Silence

Lorsque les gens pensent aux moines bénédictins, ils nous assimilent souvent à la prière, au chant et au silence. La plupart des gens peuvent comprendre la partie prière et chant, mais pour beaucoup, l’idée d’une vie de silence est impensable. Tout d’abord, corrigeons un mythe courant à notre sujet. Il faut savoir que les moines bénédictins ne font pas vœu de silence. Il est vrai que nous avons de nombreux moments désignés pour le silence (comme le petit-déjeuner et le dîner, le temps de prière commune dans l’église, la marche dans les couloirs, et le Grand Silence de 22 heures environ jusqu’après le petit-déjeuner du lendemain). Cependant, il y a suffisamment de temps pour parler en dehors de ces moments. Nous ne sommes pas une sorte d’introvertis ou d’inadaptés sociaux qui ne peuvent pas fonctionner dans le monde. Nous pouvons parler comme tout le monde, mais nous faisons un effort particulier pour cultiver plus de silence dans nos vies que la personne moyenne.
Saint Benoît a compris que le silence, cependant, est un élément essentiel de la vie monastique.
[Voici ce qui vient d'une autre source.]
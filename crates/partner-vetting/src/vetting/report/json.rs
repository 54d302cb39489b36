use chrono::{DateTime, FixedOffset};
use serde::Serialize;

use crate::config::ReportConfig;

use super::super::domain::CandidateContact;
use super::super::evaluation::{FlagCode, Report, Severity};
use super::{RenderError, ReportRenderer};

#[derive(Debug, Clone, Serialize)]
pub struct FlagLine {
    pub code: FlagCode,
    pub severity: Severity,
    pub message: String,
}

/// Serializable projection of a report for API consumers that render their own UI.
#[derive(Debug, Clone, Serialize)]
pub struct ReportView<'a> {
    pub candidate: &'a CandidateContact,
    pub score: u32,
    pub priority: &'static str,
    pub compensation_summary: &'a str,
    pub flags: Vec<FlagLine>,
    pub strengths: Vec<String>,
    pub generated_at: DateTime<FixedOffset>,
    pub zone_label: &'a str,
}

impl<'a> ReportView<'a> {
    pub fn new(
        config: &'a ReportConfig,
        contact: &'a CandidateContact,
        report: &'a Report,
    ) -> Self {
        Self {
            candidate: contact,
            score: report.score,
            priority: report.priority.label(),
            compensation_summary: &report.compensation_summary,
            flags: report
                .flags
                .iter()
                .map(|flag| FlagLine {
                    code: flag.code,
                    severity: flag.severity,
                    message: flag.message(),
                })
                .collect(),
            strengths: report.strengths.iter().map(|s| s.message()).collect(),
            generated_at: report.generated_at.with_timezone(&config.utc_offset),
            zone_label: &config.zone_label,
        }
    }
}

#[derive(Debug, Clone, Default)]
pub struct JsonRenderer {
    config: ReportConfig,
}

impl JsonRenderer {
    pub fn new(config: ReportConfig) -> Self {
        Self { config }
    }
}

impl ReportRenderer for JsonRenderer {
    fn render(&self, contact: &CandidateContact, report: &Report) -> Result<String, RenderError> {
        let view = ReportView::new(&self.config, contact, report);
        Ok(serde_json::to_string_pretty(&view)?)
    }
}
Il l’a souligné tout au long de sa Règle, mais plus particulièrement au chapitre six. Les moines modernes aiment souligner que le premier mot de la Règle est « écouter », ce qui ne peut être fait en parlant ! Dieu nous a donné deux oreilles et une bouche, nous devons donc les utiliser dans cet ordre. Cette insistance sur le silence est destinée à nous permettre d’apprendre à écouter Dieu plus attentivement. Dieu nous parle dans la Bible, mais aussi dans les profondeurs de notre cœur et, lorsque nous commençons à nous accorder avec lui, nous apprenons à être attentifs à sa présence dans les autres.

Ce genre de sensibilité et de conscience facilite la prière à tout moment. Ainsi, un moine cherche à pratiquer un degré considérable de silence et de recueillement. Dans la vie bénédictine, il y a des temps de silence (surtout pendant la nuit) et il y a des endroits, comme la cellule du moine (sa chambre), la bibliothèque, la salle de lecture, le cloître et l’église, où il pourra découvrir la solitude qui est typique de la vie monastique.

Cela peut sembler une vie occupée, mais c’est une vie mesurée ; et pour équilibrer le dur travail, un moine a besoin de temps et d’espace pour être seul. Plus que cela, un moine vit du silence, et un signe de vocation à la vie monastique est la capacité de s’y adonner et de le créer. Les premiers moines sont allés dans le désert pour que leur vie soit dominée par ce sens de Dieu. Dans la Bible, le désert est le lieu où Dieu a rencontré son peuple et l’a fait sien. C’est aussi le lieu où le Christ a été tenté, et un moine doit faire face à tout ce qui, en lui, tente de s’opposer à la place de Dieu. Les gens peuvent parfois se sentir seuls et le silence est dur pour eux, mais au lieu de s’enfuir, un moine essaie de trouver le lieu silencieux dans son cœur où il peut trouver Dieu. Il y a un monde de différence entre la solitude et la solitude avec Dieu.

Le silence aide aussi à construire une vie communautaire saine dans le monastère. Ce qui nous lie en tant que communauté humaine, c’est le fait de savoir que nous essayons tous de répondre à l’appel de Dieu à le chercher. S’écouter les uns les autres nous aide à nous comprendre et à nous soutenir mutuellement. C’est une façon d’apprendre la révérence pour la présence de Dieu dans chaque autre être humain.

Donc, bien que nous, les moines, ne fassions pas le Vœu de silence, nous cherchons quand même à cultiver le silence dans le cadre de notre vie quotidienne. Comme saint Benoît l’a écrit au chapitre 42, nous sommes appelés à rechercher le silence ; comme il l’a écrit au chapitre 4, nous sommes appelés à avoir un amour pour le silence ; c’est incroyablement sain et spirituellement bénéfique ! Plus important encore, saint Benoît a écrit que c’est dans cette « école du service du Seigneur » que nous sommes appelés à « écouter » et à nous rapprocher de Dieu.